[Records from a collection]
==*==

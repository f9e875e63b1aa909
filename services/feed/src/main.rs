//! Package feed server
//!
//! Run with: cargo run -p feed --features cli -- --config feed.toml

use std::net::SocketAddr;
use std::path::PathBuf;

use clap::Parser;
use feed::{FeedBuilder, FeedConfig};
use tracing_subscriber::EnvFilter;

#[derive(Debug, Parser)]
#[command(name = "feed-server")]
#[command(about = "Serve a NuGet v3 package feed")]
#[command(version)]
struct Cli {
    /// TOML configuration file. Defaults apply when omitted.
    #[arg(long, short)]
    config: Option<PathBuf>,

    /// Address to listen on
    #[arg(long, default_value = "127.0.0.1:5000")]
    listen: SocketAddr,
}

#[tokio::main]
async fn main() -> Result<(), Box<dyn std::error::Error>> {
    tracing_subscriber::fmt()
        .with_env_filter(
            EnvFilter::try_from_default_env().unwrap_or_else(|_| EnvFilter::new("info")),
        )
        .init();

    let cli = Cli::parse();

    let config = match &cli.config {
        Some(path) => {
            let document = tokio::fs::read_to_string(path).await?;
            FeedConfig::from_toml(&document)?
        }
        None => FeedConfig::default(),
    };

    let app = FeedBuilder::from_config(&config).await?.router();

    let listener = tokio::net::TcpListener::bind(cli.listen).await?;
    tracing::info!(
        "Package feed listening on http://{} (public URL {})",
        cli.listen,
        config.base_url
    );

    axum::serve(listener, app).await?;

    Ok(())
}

==*==

→ What you should do
Check each line of the data above, and please copy the ones in which the string "PathBuf" occurs.

→ Response to the exercise
use std::path::PathBuf;
    config: Option<PathBuf>,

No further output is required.